Objective  To assess whether the reliability of data from commercial laboratories advertising multimineral hair analyses for nutritional or toxicity assessment has improved since the 1985 study.

Design, Setting, and Participants  A split hair sample taken from near the scalp of a single healthy volunteer was submitted for analysis to 6 commercial US laboratories, which analyze 90% of samples submitted for mineral analysis in the United States.

Main Outcome Measures  Agreement of test results for each analyte, laboratory reference ranges, laboratory characteristics, and interpretation of health implications.

Results  Laboratory differences in highest and lowest reported mineral concentrations for the split sample exceeded 10-fold for 12 minerals, and statistically significant (P<.05) extreme values were reported for 14 of the 31 minerals that were analyzed by 3 or more laboratories. Variations also were found in laboratory sample preparation methods and calibration standards. Laboratory designations of normal reference ranges varied greatly, resulting in conflicting classifications (high, normal, or low) of nearly all analyzed minerals. Laboratories also provided conflicting dietary and nutritional supplement recommendations based on their results.

Conclusions  Hair mineral analysis from these laboratories was unreliable, and we recommend that health care practitioners refrain from using such analyses to assess individual nutritional status or suspected environmental exposures. Problems with the regulation and certification of these laboratories also should be addressed.

As public health officials in a state health department, we were asked by a local health officer for assistance with interpreting results from hair testing performed on residents living near a hazardous waste site to assess their exposures to metals.

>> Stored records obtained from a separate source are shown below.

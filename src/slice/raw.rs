use crate::*;
use crate::error::ExcessiveSliceRequestedError;
use crate::fat::*;

use core::alloc::Layout;
use core::marker::PhantomData;
use core::mem::{align_of, size_of, MaybeUninit};
use core::ptr::NonNull;



/// An uninitialized buffer of `capacity` slots for `T`, owned by `allocator`.
///
/// Never drops any `T` - tracking which slots are live is the owner's job.  Dropping a [`RawBuf`] only returns the memory.
///
/// | `capacity`    | `size_of::<T>()`  | `data`                    |
/// | --------------| ------------------| --------------------------|
/// | `0`           | any               | [`None`] (no buffer)      |
/// | `1..`         | `0`               | dangling, never freed     |
/// | `1..`         | `1..`             | allocated via `allocator` |
pub(crate) struct RawBuf<T, A: Free> {
    data:       Option<NonNull<T>>,
    capacity:   usize,
    allocator:  A,
    _phantom:   PhantomData<T>,
}

// SAFETY: ✔️ (T, A) are Send
unsafe impl<T: Send, A: Free + Send> Send for RawBuf<T, A> {}
// SAFETY: ✔️ (T, A) are Sync
unsafe impl<T: Sync, A: Free + Sync> Sync for RawBuf<T, A> {}

impl<T, A: Free> Drop for RawBuf<T, A> {
    fn drop(&mut self) {
        let Some(data) = self.data else { return };
        let layout = self.layout();
        if layout.size() == 0 { return }
        // SAFETY: ✔️ we previously allocated `data` with `(self.allocator, layout)` and will never access that allocation again
        unsafe { self.allocator.free(data.cast(), layout) };
    }
}

impl<T, A: Free> RawBuf<T, A> {
    /// If you hit this assertion, `A` can never allocate memory sufficiently aligned for `T`.
    pub(crate) const ASSERT_A_CAN_ALLOC_T : () = {
        assert!(A::MAX_ALIGN.is_power_of_two(), "A::MAX_ALIGN is not a power of two - the allocator's metadata is corrupt");
        assert!(align_of::<T>() <= A::MAX_ALIGN, "align_of::<T>() > A::MAX_ALIGN - the allocator cannot allocate memory sufficiently aligned for instances of T on it's own");
    };

    /// No buffer at all.  Never touches `allocator`.
    pub fn empty(allocator: A) -> Self { Self { data: None, capacity: 0, allocator, _phantom: PhantomData } }

    #[inline(always)] pub fn allocator(&self) -> &A { &self.allocator }
    #[inline(always)] pub fn capacity(&self) -> usize { self.capacity }
    #[inline(always)] pub fn has_buffer(&self) -> bool { self.data.is_some() }

    /// Pointer to slot `0`.  Dangling (but aligned) if there is no buffer.
    #[inline(always)] pub fn as_ptr(&self) -> *mut T { self.data.unwrap_or(NonNull::dangling()).as_ptr() }

    /// Every slot, live or not.
    pub fn as_uninit_slice_mut(&mut self) -> &mut [MaybeUninit<T>] {
        let data = self.data.unwrap_or(NonNull::dangling()).cast::<MaybeUninit<T>>();
        let mut slots = util::nn::slice_from_raw_parts(data, self.capacity);
        // SAFETY: ✔️ `data` is aligned and valid for `capacity` slots (or dangling with `capacity == 0`), and `&mut self` guarantees exclusivity
        unsafe { slots.as_mut() }
    }

    fn layout(&self) -> Layout {
        // SAFETY: ✔️ `Layout::array::<T>(self.capacity)` succeeded when the buffer was allocated, and neither has changed since
        unsafe { Layout::from_size_align_unchecked(size_of::<T>() * self.capacity, align_of::<T>()) }
    }

    fn array_layout(capacity: usize) -> Result<Layout, ExcessiveSliceRequestedError> {
        Layout::array::<T>(capacity).map_err(|_| ExcessiveSliceRequestedError { requested: capacity })
    }

    fn try_alloc_with(capacity: usize, allocator: A, alloc: impl FnOnce(&A, Layout) -> Result<NonNull<T>, A::Error>) -> Result<Self, A::Error> {
        let _ = Self::ASSERT_A_CAN_ALLOC_T;
        if capacity == 0 { return Ok(Self::empty(allocator)) }
        let layout = Self::array_layout(capacity)?;
        let data = if layout.size() == 0 { NonNull::dangling() } else { alloc(&allocator, layout)? };
        Ok(Self { data: Some(data), capacity, allocator, _phantom: PhantomData })
    }

    /// Allocate `capacity` uninitialized slots.
    pub fn try_alloc(capacity: usize, allocator: A) -> Result<Self, A::Error> where A : Alloc {
        Self::try_alloc_with(capacity, allocator, |a, layout| Ok(a.alloc_uninit(layout)?.cast()))
    }

    /// Allocate `capacity` zeroed slots.
    pub fn try_alloc_zeroed(capacity: usize, allocator: A) -> Result<Self, A::Error> where A : Alloc {
        Self::try_alloc_with(capacity, allocator, |a, layout| Ok(a.alloc_zeroed(layout)?.cast()))
    }
}



#[cfg(feature = "alloc")] #[test] fn empty_never_allocates() {
    use crate::allocator::debug::{Counting, Null};
    let counting = Counting::new(Null);
    let b = RawBuf::<u32, _>::try_alloc(0, &counting).unwrap();
    assert!(!b.has_buffer());
    assert_eq!(b.capacity(), 0);
    assert_eq!(counting.total(), 0);
}

#[cfg(feature = "alloc")] #[test] fn zst_never_allocates() {
    use crate::allocator::debug::Null;
    let mut b = RawBuf::<(), _>::try_alloc(usize::MAX, Null).unwrap();
    assert!(b.has_buffer());
    assert_eq!(b.as_uninit_slice_mut().len(), usize::MAX);
}

#[cfg(feature = "alloc")] #[test] fn excessive() {
    use crate::allocator::alloc::Global;
    use crate::error::AllocationError;
    let err = RawBuf::<u64, _>::try_alloc(usize::MAX/4, Global).err().unwrap();
    assert_eq!(err, AllocationError::ExcessiveSliceRequested(ExcessiveSliceRequestedError { requested: usize::MAX/4 }));
}

#[cfg(feature = "alloc")] #[test] fn frees_once() {
    use crate::allocator::{alloc::Global, debug::Counting};
    let counting = Counting::new(Global);
    let b = RawBuf::<u16, _>::try_alloc(7, &counting).unwrap();
    assert_eq!(counting.outstanding_bytes(), 14);
    drop(b);
    assert_eq!(counting.outstanding(), 0);
}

We were surprised to learn that an average of 225 000 hair mineral tests costing $9.6 million are performed yearly by 9 laboratories in the United States (Table 1). Some of these laboratories included claims in their client brochures such as "Hair element analysis . . . can assist the physician with an early diagnosis of physiological disorders associated with aberrations in essential and toxic element metabolism."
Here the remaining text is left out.